→ **What to work on**
Of all the lines in the records below, copy only those that contain the string "MutexGuard".

→ **Extracted material**
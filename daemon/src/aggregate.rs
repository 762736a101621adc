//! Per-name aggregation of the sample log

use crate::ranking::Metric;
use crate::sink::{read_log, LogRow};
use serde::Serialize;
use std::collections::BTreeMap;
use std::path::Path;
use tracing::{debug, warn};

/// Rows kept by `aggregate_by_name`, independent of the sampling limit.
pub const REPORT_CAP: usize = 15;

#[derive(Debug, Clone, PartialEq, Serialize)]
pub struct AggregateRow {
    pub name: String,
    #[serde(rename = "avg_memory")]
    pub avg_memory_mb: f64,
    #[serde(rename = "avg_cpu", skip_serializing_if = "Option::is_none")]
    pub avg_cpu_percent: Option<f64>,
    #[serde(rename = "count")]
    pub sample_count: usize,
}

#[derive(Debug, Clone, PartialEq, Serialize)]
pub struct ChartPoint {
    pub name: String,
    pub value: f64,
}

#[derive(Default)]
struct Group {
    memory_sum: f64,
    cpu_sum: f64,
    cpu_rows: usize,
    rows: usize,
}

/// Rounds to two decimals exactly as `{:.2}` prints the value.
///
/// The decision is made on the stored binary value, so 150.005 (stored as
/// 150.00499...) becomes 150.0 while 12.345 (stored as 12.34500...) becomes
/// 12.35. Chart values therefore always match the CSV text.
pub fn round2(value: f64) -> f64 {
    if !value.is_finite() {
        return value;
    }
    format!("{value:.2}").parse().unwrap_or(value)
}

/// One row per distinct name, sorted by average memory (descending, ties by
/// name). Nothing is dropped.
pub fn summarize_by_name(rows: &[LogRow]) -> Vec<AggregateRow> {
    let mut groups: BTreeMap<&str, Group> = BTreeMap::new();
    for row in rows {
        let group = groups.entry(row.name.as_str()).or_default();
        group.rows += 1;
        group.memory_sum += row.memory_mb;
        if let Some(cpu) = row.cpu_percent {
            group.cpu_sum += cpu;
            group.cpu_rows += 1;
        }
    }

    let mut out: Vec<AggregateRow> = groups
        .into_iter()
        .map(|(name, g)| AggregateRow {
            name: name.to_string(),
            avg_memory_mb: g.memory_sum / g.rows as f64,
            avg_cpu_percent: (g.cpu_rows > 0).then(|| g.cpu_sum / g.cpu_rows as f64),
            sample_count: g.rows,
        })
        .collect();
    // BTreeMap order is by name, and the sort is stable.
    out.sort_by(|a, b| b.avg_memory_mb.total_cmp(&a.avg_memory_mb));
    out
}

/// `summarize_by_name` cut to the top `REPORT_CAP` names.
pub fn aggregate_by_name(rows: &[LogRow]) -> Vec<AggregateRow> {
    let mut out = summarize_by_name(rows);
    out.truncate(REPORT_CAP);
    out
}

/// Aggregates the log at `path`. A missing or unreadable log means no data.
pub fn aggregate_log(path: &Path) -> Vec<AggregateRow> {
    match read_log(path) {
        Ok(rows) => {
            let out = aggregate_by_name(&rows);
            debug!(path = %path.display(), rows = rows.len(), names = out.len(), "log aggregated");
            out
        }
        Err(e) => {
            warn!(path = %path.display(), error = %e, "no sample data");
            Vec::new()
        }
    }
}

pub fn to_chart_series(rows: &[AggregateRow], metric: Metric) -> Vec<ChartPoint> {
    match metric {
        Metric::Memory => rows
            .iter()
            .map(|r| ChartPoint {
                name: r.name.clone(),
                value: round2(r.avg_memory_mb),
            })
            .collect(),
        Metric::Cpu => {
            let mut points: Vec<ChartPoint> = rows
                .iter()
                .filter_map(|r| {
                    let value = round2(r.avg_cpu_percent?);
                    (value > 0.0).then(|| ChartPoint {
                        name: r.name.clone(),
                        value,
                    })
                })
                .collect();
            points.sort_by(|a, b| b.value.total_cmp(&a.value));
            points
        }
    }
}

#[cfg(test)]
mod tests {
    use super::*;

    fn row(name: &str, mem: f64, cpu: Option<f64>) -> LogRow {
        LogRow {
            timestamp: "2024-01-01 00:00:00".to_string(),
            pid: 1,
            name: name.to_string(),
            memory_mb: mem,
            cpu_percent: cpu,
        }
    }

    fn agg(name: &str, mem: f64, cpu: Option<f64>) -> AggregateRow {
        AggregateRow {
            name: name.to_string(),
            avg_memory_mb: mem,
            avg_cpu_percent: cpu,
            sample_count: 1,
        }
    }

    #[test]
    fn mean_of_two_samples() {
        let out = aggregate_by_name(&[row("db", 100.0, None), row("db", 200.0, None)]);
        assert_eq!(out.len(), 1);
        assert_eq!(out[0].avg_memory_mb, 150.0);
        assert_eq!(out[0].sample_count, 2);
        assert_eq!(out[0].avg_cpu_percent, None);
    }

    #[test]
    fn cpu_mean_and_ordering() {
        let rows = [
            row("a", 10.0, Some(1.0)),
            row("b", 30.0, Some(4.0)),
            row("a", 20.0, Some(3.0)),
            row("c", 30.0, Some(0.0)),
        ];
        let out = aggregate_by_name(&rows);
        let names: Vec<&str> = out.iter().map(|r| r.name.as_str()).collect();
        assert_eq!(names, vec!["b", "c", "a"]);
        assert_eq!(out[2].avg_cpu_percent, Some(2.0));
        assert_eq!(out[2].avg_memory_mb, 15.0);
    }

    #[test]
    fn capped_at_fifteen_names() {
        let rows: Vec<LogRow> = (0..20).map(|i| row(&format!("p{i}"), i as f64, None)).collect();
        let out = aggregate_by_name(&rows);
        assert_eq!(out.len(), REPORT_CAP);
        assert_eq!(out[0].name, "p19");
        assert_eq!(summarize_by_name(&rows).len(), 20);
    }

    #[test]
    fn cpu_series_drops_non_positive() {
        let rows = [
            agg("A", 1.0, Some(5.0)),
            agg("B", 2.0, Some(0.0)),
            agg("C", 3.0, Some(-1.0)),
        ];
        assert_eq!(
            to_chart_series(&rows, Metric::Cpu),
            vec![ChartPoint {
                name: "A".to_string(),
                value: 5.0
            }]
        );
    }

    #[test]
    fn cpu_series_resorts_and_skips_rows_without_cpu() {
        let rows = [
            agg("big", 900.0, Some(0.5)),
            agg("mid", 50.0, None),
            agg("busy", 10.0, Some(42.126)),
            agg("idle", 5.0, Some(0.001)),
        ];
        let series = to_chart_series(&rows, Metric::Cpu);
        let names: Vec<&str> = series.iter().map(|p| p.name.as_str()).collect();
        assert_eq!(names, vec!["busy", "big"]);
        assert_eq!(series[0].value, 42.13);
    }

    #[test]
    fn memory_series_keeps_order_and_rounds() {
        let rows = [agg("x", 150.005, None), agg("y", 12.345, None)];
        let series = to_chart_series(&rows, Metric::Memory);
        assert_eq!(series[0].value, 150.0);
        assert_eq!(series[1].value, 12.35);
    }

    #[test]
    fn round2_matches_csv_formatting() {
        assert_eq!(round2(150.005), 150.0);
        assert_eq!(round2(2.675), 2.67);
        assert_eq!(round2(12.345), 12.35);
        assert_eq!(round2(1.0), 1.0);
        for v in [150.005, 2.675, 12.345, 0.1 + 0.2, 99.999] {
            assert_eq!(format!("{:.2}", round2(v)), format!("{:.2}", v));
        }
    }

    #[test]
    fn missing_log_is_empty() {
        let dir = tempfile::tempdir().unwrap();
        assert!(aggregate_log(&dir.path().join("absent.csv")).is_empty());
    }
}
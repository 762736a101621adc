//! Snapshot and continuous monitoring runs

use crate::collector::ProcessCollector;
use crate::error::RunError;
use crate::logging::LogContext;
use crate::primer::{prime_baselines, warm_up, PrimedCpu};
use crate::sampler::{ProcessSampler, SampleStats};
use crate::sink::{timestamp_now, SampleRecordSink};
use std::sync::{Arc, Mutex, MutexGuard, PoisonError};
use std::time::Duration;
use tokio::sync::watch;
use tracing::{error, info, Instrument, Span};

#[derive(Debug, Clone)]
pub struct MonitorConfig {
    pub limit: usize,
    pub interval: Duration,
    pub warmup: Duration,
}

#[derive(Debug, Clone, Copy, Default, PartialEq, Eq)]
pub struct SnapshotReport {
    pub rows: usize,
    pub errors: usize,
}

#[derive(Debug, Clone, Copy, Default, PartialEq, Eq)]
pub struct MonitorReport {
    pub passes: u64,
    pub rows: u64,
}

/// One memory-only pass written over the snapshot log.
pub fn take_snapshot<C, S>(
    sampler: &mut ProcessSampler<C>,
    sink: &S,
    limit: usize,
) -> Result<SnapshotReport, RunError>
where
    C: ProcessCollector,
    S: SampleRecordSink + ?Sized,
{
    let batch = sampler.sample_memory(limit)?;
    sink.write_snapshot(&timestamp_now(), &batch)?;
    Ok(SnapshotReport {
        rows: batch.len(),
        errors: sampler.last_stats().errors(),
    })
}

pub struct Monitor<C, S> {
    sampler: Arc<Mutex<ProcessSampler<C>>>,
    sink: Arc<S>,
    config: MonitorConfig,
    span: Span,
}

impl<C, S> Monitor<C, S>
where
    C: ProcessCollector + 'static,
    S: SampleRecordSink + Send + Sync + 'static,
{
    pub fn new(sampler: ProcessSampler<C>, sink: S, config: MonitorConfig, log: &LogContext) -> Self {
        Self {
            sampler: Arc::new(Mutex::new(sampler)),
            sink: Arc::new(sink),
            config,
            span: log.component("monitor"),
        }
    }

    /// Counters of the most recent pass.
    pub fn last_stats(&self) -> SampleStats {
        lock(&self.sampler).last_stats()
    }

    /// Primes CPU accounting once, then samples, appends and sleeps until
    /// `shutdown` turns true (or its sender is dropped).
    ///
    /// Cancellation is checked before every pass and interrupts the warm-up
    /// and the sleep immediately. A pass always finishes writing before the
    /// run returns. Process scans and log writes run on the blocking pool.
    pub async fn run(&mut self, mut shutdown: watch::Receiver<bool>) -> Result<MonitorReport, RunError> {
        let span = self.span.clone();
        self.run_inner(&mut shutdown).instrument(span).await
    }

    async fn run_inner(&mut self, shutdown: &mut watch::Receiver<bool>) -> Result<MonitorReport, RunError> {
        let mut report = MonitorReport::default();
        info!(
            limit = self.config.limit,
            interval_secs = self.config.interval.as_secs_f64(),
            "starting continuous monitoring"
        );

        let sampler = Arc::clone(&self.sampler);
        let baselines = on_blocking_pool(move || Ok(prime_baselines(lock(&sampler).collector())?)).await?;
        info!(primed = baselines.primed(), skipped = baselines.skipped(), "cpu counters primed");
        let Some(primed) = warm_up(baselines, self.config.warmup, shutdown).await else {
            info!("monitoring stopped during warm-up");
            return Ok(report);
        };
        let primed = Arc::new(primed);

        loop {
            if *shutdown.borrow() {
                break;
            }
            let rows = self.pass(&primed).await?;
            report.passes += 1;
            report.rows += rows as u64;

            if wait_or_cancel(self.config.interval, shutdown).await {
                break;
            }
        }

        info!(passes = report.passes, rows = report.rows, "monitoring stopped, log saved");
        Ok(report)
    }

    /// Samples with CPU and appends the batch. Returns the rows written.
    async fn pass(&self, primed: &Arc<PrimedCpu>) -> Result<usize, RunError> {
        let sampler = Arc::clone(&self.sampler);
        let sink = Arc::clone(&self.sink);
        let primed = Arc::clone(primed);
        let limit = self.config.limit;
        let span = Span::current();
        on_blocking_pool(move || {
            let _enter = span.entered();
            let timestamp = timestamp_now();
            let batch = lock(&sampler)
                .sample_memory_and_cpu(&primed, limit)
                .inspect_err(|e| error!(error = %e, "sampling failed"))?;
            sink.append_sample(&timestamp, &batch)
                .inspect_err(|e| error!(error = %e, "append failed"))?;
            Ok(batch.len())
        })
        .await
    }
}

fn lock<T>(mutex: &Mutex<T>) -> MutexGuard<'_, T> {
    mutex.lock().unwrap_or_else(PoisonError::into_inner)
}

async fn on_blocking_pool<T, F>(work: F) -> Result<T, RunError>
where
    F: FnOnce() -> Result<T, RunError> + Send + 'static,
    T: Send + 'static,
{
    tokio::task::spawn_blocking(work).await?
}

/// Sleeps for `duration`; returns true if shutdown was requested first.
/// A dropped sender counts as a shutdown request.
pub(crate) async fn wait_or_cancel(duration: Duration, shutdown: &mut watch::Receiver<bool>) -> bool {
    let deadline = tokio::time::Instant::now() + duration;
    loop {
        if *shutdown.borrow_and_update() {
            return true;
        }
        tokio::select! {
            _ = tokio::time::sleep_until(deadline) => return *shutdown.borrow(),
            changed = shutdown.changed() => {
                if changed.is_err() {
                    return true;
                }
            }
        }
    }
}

→ **Result for this task**
use std::sync::{Arc, Mutex, MutexGuard, PoisonError};
fn lock<T>(mutex: &Mutex<T>) -> MutexGuard<'_, T> {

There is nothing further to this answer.